Skip to content

Mbaroudi/Merlin

 
 

Folders and files

NameName
Last commit message
Last commit date

Latest commit

 

History

14 Commits
 
 
 
 
 
 
 
 

Repository files navigation

Purpose

Merlin is a Python framework to simplify Hadoop jobs workflow development and management. The framework is integrated with the Big Data technology stack and supports Hadoop jobs for Apache MapReduce, Streaming map-reduce, Apache Pig, Apache Hive, Apache Sqoop, Spark and offers commonly used functionality for development of Extract-Transform-Load (ETL) processes.

Features

  • Configure and launch applications that use Java MapReduce, Streaming, Hive, Pig, Spark, Flume, Kafka.
  • Configure and run Sqoop jobs to transfer bulk data between Apache Hadoop and structured datastores
  • Script HDFS/Local File System/ FTP operations

Installation instructions

Requires Python 2.7 or later If you have Python 2.6 or lower you can download Python 2.7 and run all commands using 'python2.7' instead of 'python' Also you can install Merlin in virtualenv to avoid misconceptions with python's version

    virtualenv ve -p python2.7

    source ve/bin/activate

You can install Merlin by downloading the source and using the setup.py script as follows:

    git clone https://github.com/epam/Merlin/

    cd hadoop-framework

    python setup.py install

This setup call installs all of the necessary python dependencies.

Running tests

Merlin comes with a comprehensive suite for unit and integration tests.

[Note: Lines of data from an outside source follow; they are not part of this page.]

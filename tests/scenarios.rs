//! End-to-end scenario tests: full input files in, exact traces out.
//!
//! Each scenario runs against an in-memory sink; where the expected
//! trace is small it is asserted byte for byte, otherwise structural
//! properties of the trace are checked.

use hermes::{Scenario, SimStats, Simulation};

fn run(input: &str) -> (SimStats, String) {
    let scenario = Scenario::parse(input).expect("scenario parses");
    let mut sim = Simulation::new(scenario, Vec::new());
    let stats = sim.run().expect("simulation completes");
    let out = String::from_utf8(sim.into_sink()).expect("trace is utf-8");
    (stats, out)
}

#[test]
fn direct_delivery() {
    let (stats, out) = run(
        "1 10 100 1\n\
         2\n\
         0 1\n\
         0 0\n\
         1\n\
         0 pac 0 org 0 dst 1\n",
    );

    assert_eq!(
        out,
        "0000000 pacote 000 armazenado em 000 na secao 001\n\
         0000101 pacote 000 removido de 000 na secao 001\n\
         0000101 pacote 000 em transito de 000 para 001\n\
         0000111 pacote 000 entregue em 001\n"
    );
    assert_eq!(stats.delivered, 1);
}

#[test]
fn dig_past_one_blocker() {
    // The newer package sits on top of the target; it pays a removal
    // and goes back, then ships alone on the next firing.
    let (stats, out) = run(
        "1 5 50 2\n\
         2\n\
         0 1\n\
         0 0\n\
         2\n\
         0 pac 0 org 0 dst 1\n\
         10 pac 1 org 0 dst 1\n",
    );

    assert_eq!(
        out,
        "0000000 pacote 000 armazenado em 000 na secao 001\n\
         0000010 pacote 001 armazenado em 000 na secao 001\n\
         0000052 pacote 001 removido de 000 na secao 001\n\
         0000052 pacote 001 rearmazenado em 000 na secao 001\n\
         0000054 pacote 000 removido de 000 na secao 001\n\
         0000054 pacote 000 em transito de 000 para 001\n\
         0000059 pacote 000 entregue em 001\n\
         0000102 pacote 001 removido de 000 na secao 001\n\
         0000102 pacote 001 em transito de 000 para 001\n\
         0000107 pacote 001 entregue em 001\n"
    );
    assert_eq!(stats.delivered, 2);
}

#[test]
fn two_hop_route() {
    // Route 0 → 1 → 2. The edge (1, 2) fires at t=10 before the
    // package reaches warehouse 1, so that firing ships nothing.
    let (_, out) = run(
        "5 1 10 1\n\
         3\n\
         0 1 0\n\
         0 0 1\n\
         0 0 0\n\
         1\n\
         0 pac 0 org 0 dst 2\n",
    );

    assert_eq!(
        out,
        "0000000 pacote 000 armazenado em 000 na secao 001\n\
         0000011 pacote 000 removido de 000 na secao 001\n\
         0000011 pacote 000 em transito de 000 para 001\n\
         0000012 pacote 000 armazenado em 001 na secao 002\n\
         0000021 pacote 000 removido de 001 na secao 002\n\
         0000021 pacote 000 em transito de 001 para 002\n\
         0000022 pacote 000 entregue em 002\n"
    );
}

#[test]
fn load_before_ship_at_same_instant() {
    // With zero removal cost and latency equal to the interval, the
    // package lands at warehouse 1 at t=20, the very instant edge
    // (1, 2) fires. The arrival is processed first, so that firing
    // already ships it.
    let (_, out) = run(
        "1 10 10 0\n\
         3\n\
         0 1 0\n\
         0 0 1\n\
         0 0 0\n\
         1\n\
         0 pac 0 org 0 dst 2\n",
    );

    assert_eq!(
        out,
        "0000000 pacote 000 armazenado em 000 na secao 001\n\
         0000010 pacote 000 removido de 000 na secao 001\n\
         0000010 pacote 000 em transito de 000 para 001\n\
         0000020 pacote 000 armazenado em 001 na secao 002\n\
         0000020 pacote 000 removido de 001 na secao 002\n\
         0000020 pacote 000 em transito de 001 para 002\n\
         0000030 pacote 000 entregue em 002\n"
    );
}

#[test]
fn unroutable_package_is_dropped_silently() {
    let (stats, out) = run(
        "1 10 100 1\n\
         2\n\
         0 0\n\
         0 0\n\
         1\n\
         0 pac 0 org 0 dst 1\n",
    );

    assert!(out.is_empty());
    assert_eq!(stats.delivered, 0);
    assert_eq!(stats.dropped, 1);
}

#[test]
fn empty_posting_list() {
    let (stats, out) = run("1 0 1 0\n2\n0 1\n0 0\n0\n");
    assert!(out.is_empty());
    assert_eq!(stats.arrivals, 0);
    assert_eq!(stats.firings, 0);
}

#[test]
fn dig_cost_accounting() {
    // Four packages, capacity 2, removal cost 3. The first firing at
    // t=20 digs the whole stack (d=4): its last line lands exactly at
    // 20 + 4·3 = 32. The two blockers are restamped at their removal
    // times, which makes the deeper one (p3, restamped 23) older than
    // p2 (restamped 26) for the next firing.
    let (stats, out) = run(
        "2 20 20 3\n\
         2\n\
         0 1\n\
         0 0\n\
         4\n\
         0 pac 0 org 0 dst 1\n\
         1 pac 1 org 0 dst 1\n\
         2 pac 2 org 0 dst 1\n\
         3 pac 3 org 0 dst 1\n",
    );

    assert_eq!(
        out,
        "0000000 pacote 000 armazenado em 000 na secao 001\n\
         0000001 pacote 001 armazenado em 000 na secao 001\n\
         0000002 pacote 002 armazenado em 000 na secao 001\n\
         0000003 pacote 003 armazenado em 000 na secao 001\n\
         0000023 pacote 003 removido de 000 na secao 001\n\
         0000023 pacote 003 rearmazenado em 000 na secao 001\n\
         0000026 pacote 002 removido de 000 na secao 001\n\
         0000026 pacote 002 rearmazenado em 000 na secao 001\n\
         0000029 pacote 001 removido de 000 na secao 001\n\
         0000029 pacote 001 em transito de 000 para 001\n\
         0000032 pacote 000 removido de 000 na secao 001\n\
         0000032 pacote 000 em transito de 000 para 001\n\
         0000043 pacote 003 removido de 000 na secao 001\n\
         0000043 pacote 003 em transito de 000 para 001\n\
         0000046 pacote 002 removido de 000 na secao 001\n\
         0000046 pacote 002 em transito de 000 para 001\n\
         0000049 pacote 001 entregue em 001\n\
         0000052 pacote 000 entregue em 001\n\
         0000063 pacote 003 entregue em 001\n\
         0000066 pacote 002 entregue em 001\n"
    );
    assert_eq!(stats.delivered, 4);
}

#[test]
fn same_instant_postings_store_in_id_order() {
    let (_, out) = run(
        "2 1 10 1\n\
         2\n\
         0 1\n\
         0 0\n\
         2\n\
         5 pac 9 org 0 dst 1\n\
         5 pac 7 org 0 dst 1\n",
    );

    let first_two: Vec<&str> = out.lines().take(2).collect();
    assert_eq!(
        first_two,
        vec![
            "0000005 pacote 000 armazenado em 000 na secao 001",
            "0000005 pacote 001 armazenado em 000 na secao 001",
        ]
    );
}

// ── Structural properties over a denser scenario ──────────────────────

const DENSE: &str = "\
    1 4 7 1\n\
    4\n\
    0 1 1 0\n\
    0 0 0 1\n\
    0 0 0 1\n\
    1 0 0 0\n\
    5\n\
    0 pac 1 org 0 dst 3\n\
    0 pac 2 org 2 dst 3\n\
    3 pac 3 org 0 dst 3\n\
    5 pac 4 org 1 dst 0\n\
    9 pac 5 org 3 dst 2\n";

#[test]
fn dense_scenario_delivers_everything() {
    let (stats, _) = run(DENSE);
    assert_eq!(stats.delivered, 5);
    assert_eq!(stats.dropped, 0);
}

#[test]
fn rerun_is_byte_identical() {
    let (_, a) = run(DENSE);
    let (_, b) = run(DENSE);
    assert_eq!(a, b);
}

#[test]
fn in_transit_lines_follow_adjacency() {
    let scenario = Scenario::parse(DENSE).unwrap();
    let network = scenario.network.clone();
    let (_, out) = run(DENSE);

    for line in out.lines().filter(|l| l.contains("em transito")) {
        let fields: Vec<&str> = line.split_whitespace().collect();
        // <time> pacote <id> em transito de <from> para <to>
        let from: u32 = fields[6].parse().unwrap();
        let to: u32 = fields[8].parse().unwrap();
        assert!(
            network.connects(hermes::WarehouseId::new(from), hermes::WarehouseId::new(to)),
            "transit over a non-edge: {line}"
        );
    }
}

#[test]
fn every_package_follows_the_lifecycle() {
    let (_, out) = run(DENSE);

    #[derive(PartialEq, Clone, Copy, Debug)]
    enum State {
        Posted,
        Stored,
        Surfaced,
        InTransit,
        Done,
    }

    let mut states = [State::Posted; 5];
    for line in out.lines() {
        let fields: Vec<&str> = line.split_whitespace().collect();
        let id: usize = fields[2].parse().unwrap();
        let state = &mut states[id];
        *state = match (*state, fields[3]) {
            (State::Posted | State::InTransit, "armazenado") => State::Stored,
            (State::Stored, "removido") => State::Surfaced,
            (State::Surfaced, "rearmazenado") => State::Stored,
            (State::Surfaced, "em") => State::InTransit,
            (State::Posted | State::InTransit, "entregue") => State::Done,
            (from, verb) => panic!("package {id}: bad transition {from:?} → {verb}: {line}"),
        };
    }

    assert!(states.iter().all(|&s| s == State::Done), "{states:?}");
}
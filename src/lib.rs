//! # Hermes — deterministic parcel-logistics simulator
//!
//! A discrete-event simulation of a parcel network. Warehouses form a
//! directed graph; packages are posted into the network, routed along
//! BFS-shortest paths, and moved by periodic transport firings that
//! dig through per-edge LIFO sections. No threads, no wall-clock
//! time — just state mutations driven by a logical clock, producing a
//! byte-reproducible trace.
//!
//! ## Architecture
//!
//! ```text
//! ┌───────────────────────────┐
//! │        Simulation          │ ← execution loop + handlers
//! │  ┌─────────────────────┐  │
//! │  │     Scheduler        │  │ ← deterministic min-heap
//! │  └─────────────────────┘  │
//! │  ┌─────────────────────┐  │
//! │  │ Warehouses/Sections  │  │ ← per-edge LIFO stacks
//! │  └─────────────────────┘  │
//! │  ┌─────────────────────┐  │
//! │  │   PackageStore       │  │ ← id-indexed slab
//! │  └─────────────────────┘  │
//! │  ┌─────────────────────┐  │
//! │  │    LogEmitter        │  │ ← canonical trace lines
//! │  └─────────────────────┘  │
//! └───────────────────────────┘
//! ```

pub mod error;
pub mod event;
pub mod input;
pub mod network;
pub mod package;
pub mod report;
pub mod scheduler;
pub mod simulation;
pub mod time;
pub mod warehouse;

// Re-exports for convenience.
pub use error::{SimError, SimResult};
pub use event::Event;
pub use input::{ParseError, Posting, Scenario, SimParams};
pub use network::Network;
pub use package::{Package, PackageId, PackageStore};
pub use report::{LogEmitter, Record};
pub use scheduler::Scheduler;
pub use simulation::{SimStats, Simulation};
pub use time::SimTime;
pub use warehouse::{Section, Warehouse, WarehouseId};
//! payslip-sync: download missing Paybooks pay slips and file them in Google Drive.
//!
//! Configuration comes from the environment (and `.env`); see `payslip_core::config`.

use anyhow::Context;
use chrono::{Local, NaiveDate, Utc};
use clap::{Parser, Subcommand};
use payslip_cli::{init_tracing, truncate_string};
use payslip_core::constants::MAX_MONTHS_BACK_LIMIT;
use payslip_core::{AuthToken, Config, MonthKey, SyncError, SyncReport};
use payslip_services::{
    normalize_token_input, EmailNotifier, Notifier, Outcome, PaybooksSource, SyncEngine,
    TokenStore,
};
use payslip_storage::{create_destination, LocalArchive};
use serde::Serialize;
use std::io::Read;
use std::sync::Arc;
use std::time::Duration;

#[derive(Parser)]
#[command(name = "payslip-sync", about = "Sync Paybooks pay slips into Google Drive")]
struct Cli {
    /// How many months before the current one to check (default: MAX_MONTHS_BACK or 24)
    #[arg(long, value_parser = clap::value_parser!(u32).range(1..=MAX_MONTHS_BACK_LIMIT as i64))]
    max_months: Option<u32>,
    /// Print the sync report as JSON on stdout
    #[arg(long)]
    json: bool,
    #[command(subcommand)]
    command: Option<Commands>,
}

#[derive(Subcommand)]
enum Commands {
    /// Save a login token (or a captured requestData value) for later runs
    SaveToken {
        /// Token or requestData; read from stdin when omitted
        token: Option<String>,
    },
    /// Send a test notification email
    TestEmail,
}

fn print_json(value: &impl Serialize) -> anyhow::Result<()> {
    let out = serde_json::to_string_pretty(value).context("Serialize report")?;
    println!("{}", out);
    Ok(())
}

#[tokio::main]
async fn main() -> anyhow::Result<()> {
    let cli = Cli::parse();
    let config = Config::from_env().context("Failed to load configuration")?;
    if let Some(path) = init_tracing(config.log_folder()) {
        tracing::debug!(path = %path.display(), "Logging to file");
    }

    match cli.command {
        Some(Commands::SaveToken { token }) => save_token(&config, token).await,
        Some(Commands::TestEmail) => test_email(&config).await,
        None => run_sync(&config, cli.max_months, cli.json).await,
    }
}

async fn build_engine(config: &Config) -> anyhow::Result<SyncEngine> {
    let source = PaybooksSource::from_config(config).context("Failed to create Paybooks client")?;
    let destination = create_destination(config)
        .await
        .context("Failed to create destination")?;

    Ok(SyncEngine::new(
        Arc::new(source),
        destination,
        LocalArchive::new(config.download_folder()),
    )
    .with_fetch_delay(Duration::from_millis(config.fetch_delay_ms()))
    .with_keep_local_copies(config.keep_local_copies()))
}

async fn run_sync(config: &Config, max_months: Option<u32>, json: bool) -> anyhow::Result<()> {
    let notifier = EmailNotifier::from_config(config);
    let max_months = max_months.unwrap_or(config.max_months_back());

    tracing::info!(
        max_months = max_months,
        backend = %config.destination_backend(),
        root = %config.drive_root_folder(),
        "Starting payslip sync"
    );

    let engine = match build_engine(config).await {
        Ok(engine) => engine,
        Err(e) => {
            tracing::error!(error = %format!("{:#}", e), "Setup failed");
            let error = SyncError::Config(format!("{:#}", e));
            notifier.notify(&Outcome::from_error(&error)).await;
            return Err(e);
        }
    };

    let today = Local::now().date_naive();
    match engine.sync_at(today, max_months).await {
        Ok(report) => {
            if json {
                print_json(&report)?;
            }

            notifier.notify(&run_outcome(&report, max_months, today)).await;
            Ok(())
        }
        Err(e) => {
            tracing::error!(error = %e, "Sync aborted");
            notifier.notify(&Outcome::from_error(&e)).await;
            Err(e.into())
        }
    }
}

/// Names the checked month on a single-month run that found nothing to do.
/// `today` must be the date the window was computed from.
fn run_outcome(report: &SyncReport, max_months: u32, today: NaiveDate) -> Outcome {
    let mut outcome = Outcome::from_report(report);
    if let Outcome::AlreadyExists { checked } = &mut outcome {
        if max_months == 1 {
            *checked = Some(MonthKey::preceding(today));
        }
    }
    outcome
}

async fn save_token(config: &Config, token: Option<String>) -> anyhow::Result<()> {
    let input = match token {
        Some(token) => token,
        None => {
            let mut buffer = String::new();
            std::io::stdin()
                .read_to_string(&mut buffer)
                .context("Failed to read token from stdin")?;
            buffer
        }
    };

    let token = normalize_token_input(&input).context("No token provided")?;
    let store = TokenStore::new(config.token_file());
    store.save_token(&AuthToken::new(token.as_str(), Utc::now())).await?;

    println!("Token saved to {}", store.path().display());
    println!("Token preview: {}", truncate_string(&token, 30));
    Ok(())
}

async fn test_email(config: &Config) -> anyhow::Result<()> {
    let notifier = EmailNotifier::from_config(config);
    if !notifier.send_test_email().await {
        anyhow::bail!("Test email was not sent; check EMAIL_SENDER, EMAIL_PASSWORD and EMAIL_RECIPIENT");
    }
    println!("Test email sent");
    Ok(())
}

#[cfg(test)]
mod tests {
    use super::*;

    #[test]
    fn max_months_accepts_full_range() {
        let cli = Cli::try_parse_from(["payslip-sync", "--max-months", "1200"]).unwrap();
        assert_eq!(cli.max_months, Some(1200));
    }

    #[test]
    fn max_months_rejects_out_of_range() {
        assert!(Cli::try_parse_from(["payslip-sync", "--max-months", "0"]).is_err());
        assert!(Cli::try_parse_from(["payslip-sync", "--max-months", "1201"]).is_err());
        assert!(Cli::try_parse_from(["payslip-sync", "--max-months", "4294967295"]).is_err());
    }

    #[test]
    fn single_month_outcome_names_month_before_sync_date() {
        let today = NaiveDate::from_ymd_opt(2026, 1, 1).unwrap();
        let outcome = run_outcome(&SyncReport::default(), 1, today);
        assert!(matches!(
            outcome,
            Outcome::AlreadyExists { checked: Some(month) } if month == MonthKey::new(2025, 12).unwrap()
        ));

        let outcome = run_outcome(&SyncReport::default(), 24, today);
        assert!(matches!(outcome, Outcome::AlreadyExists { checked: None }));
    }
}
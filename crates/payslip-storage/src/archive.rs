//! Local archive of downloaded pay slips.
//!
//! Files are written as `payslip_MMYY.pdf` inside the download folder. The
//! archive is a convenience copy; the destination is the source of truth.

use crate::traits::{StorageError, StorageResult};
use payslip_core::{MonthKey, PayslipArtifact};
use std::path::{Path, PathBuf};
use tokio::fs;

#[derive(Debug, Clone)]
pub struct LocalArchive {
    folder: PathBuf,
}

impl LocalArchive {
    pub fn new(folder: impl Into<PathBuf>) -> Self {
        Self {
            folder: folder.into(),
        }
    }

    pub fn folder(&self) -> &Path {
        &self.folder
    }

    pub fn path_for(&self, month: &MonthKey) -> PathBuf {
        self.folder.join(month.archive_file_name())
    }

    /// Write the artifact, replacing any previous copy for the same month.
    pub async fn save(&self, artifact: &PayslipArtifact) -> StorageResult<PathBuf> {
        fs::create_dir_all(&self.folder).await.map_err(|e| {
            StorageError::ConfigError(format!(
                "Failed to create download folder {}: {}",
                self.folder.display(),
                e
            ))
        })?;

        let path = self.path_for(&artifact.month);
        fs::write(&path, &artifact.content).await?;

        tracing::debug!(path = %path.display(), size_bytes = artifact.size_bytes(), "Saved local copy");
        Ok(path)
    }

    /// Delete the archived copy for `month`. A missing file is not an error.
    pub async fn remove(&self, month: &MonthKey) -> StorageResult<()> {
        let path = self.path_for(month);
        match fs::remove_file(&path).await {
            Ok(()) => {
                tracing::debug!(path = %path.display(), "Removed local copy");
                Ok(())
            }
            Err(e) if e.kind() == std::io::ErrorKind::NotFound => Ok(()),
            Err(e) => Err(StorageError::IoError(e)),
        }
    }
}

#[cfg(test)]
mod tests {
    use super::*;
    use tempfile::tempdir;

    #[tokio::test]
    async fn test_save_uses_mmyy_name_and_creates_folder() {
        let dir = tempdir().unwrap();
        let archive = LocalArchive::new(dir.path().join("downloads"));
        let month = MonthKey::new(2025, 3).unwrap();

        let path = archive
            .save(&PayslipArtifact::new(month, b"%PDF".to_vec()))
            .await
            .unwrap();

        assert_eq!(path, dir.path().join("downloads").join("payslip_0325.pdf"));
        assert_eq!(std::fs::read(&path).unwrap(), b"%PDF");
    }

    #[tokio::test]
    async fn test_remove_is_idempotent() {
        let dir = tempdir().unwrap();
        let archive = LocalArchive::new(dir.path());
        let month = MonthKey::new(2025, 3).unwrap();

        archive
            .save(&PayslipArtifact::new(month, b"%PDF".to_vec()))
            .await
            .unwrap();
        archive.remove(&month).await.unwrap();
        assert!(!archive.path_for(&month).exists());
        archive.remove(&month).await.unwrap();
    }
}
use chrono::{DateTime, Duration, Local, NaiveDateTime, TimeZone, Utc};
use serde::{Deserialize, Serialize};

use crate::constants::TOKEN_FRESHNESS_HOURS;

/// Paybooks login token plus the moment it was obtained.
///
/// A token is never refreshed in place; once stale it is replaced wholesale.
#[derive(Debug, Clone, PartialEq, Eq)]
pub struct AuthToken {
    pub token: String,
    pub issued_at: DateTime<Utc>,
}

/// On-disk representation: `{"token": "...", "timestamp": "<ISO-8601>"}`.
#[derive(Debug, Clone, Serialize, Deserialize)]
pub struct StoredToken {
    pub token: String,
    pub timestamp: String,
}

impl AuthToken {
    pub fn new(token: impl Into<String>, issued_at: DateTime<Utc>) -> Self {
        Self {
            token: token.into(),
            issued_at,
        }
    }

    pub fn age_at(&self, now: DateTime<Utc>) -> Duration {
        now - self.issued_at
    }

    /// Fresh iff strictly less than 24 hours old at `now`.
    pub fn is_fresh_at(&self, now: DateTime<Utc>) -> bool {
        self.age_at(now) < Duration::hours(TOKEN_FRESHNESS_HOURS)
    }

    pub fn to_stored(&self) -> StoredToken {
        StoredToken {
            token: self.token.clone(),
            timestamp: self.issued_at.to_rfc3339(),
        }
    }

    /// Accepts RFC 3339 timestamps, and naive ISO-8601 timestamps (interpreted
    /// as local time) written by older tooling.
    pub fn from_stored(stored: StoredToken) -> Option<Self> {
        let issued_at = parse_timestamp(&stored.timestamp)?;
        if stored.token.trim().is_empty() {
            return None;
        }
        Some(Self {
            token: stored.token,
            issued_at,
        })
    }
}

fn parse_timestamp(raw: &str) -> Option<DateTime<Utc>> {
    let raw = raw.trim();
    if let Ok(parsed) = DateTime::parse_from_rfc3339(raw) {
        return Some(parsed.with_timezone(&Utc));
    }
    let naive = NaiveDateTime::parse_from_str(raw, "%Y-%m-%dT%H:%M:%S%.f").ok()?;
    Local
        .from_local_datetime(&naive)
        .earliest()
        .map(|local| local.with_timezone(&Utc))
}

To run through the whole suite for tests, run

    python setup.py nosetests

Separate test cases can be run with the next command :

    python setup.py nosetests --tests <package>

Integration tests

For integration testing, the Merlin expects a Hadoop installation available on a localhost.

Generate Documentation

python setup.py build_sphinx

Quickstart

Here's some short descriptions and code examples to give you a sense of what you're getting into.

Most Hadoop tools provide some CLI utilities which can be used to configure and launch specific Hadoop job from command line.

Merlin is nothing more then wrapper for these CLI utilities.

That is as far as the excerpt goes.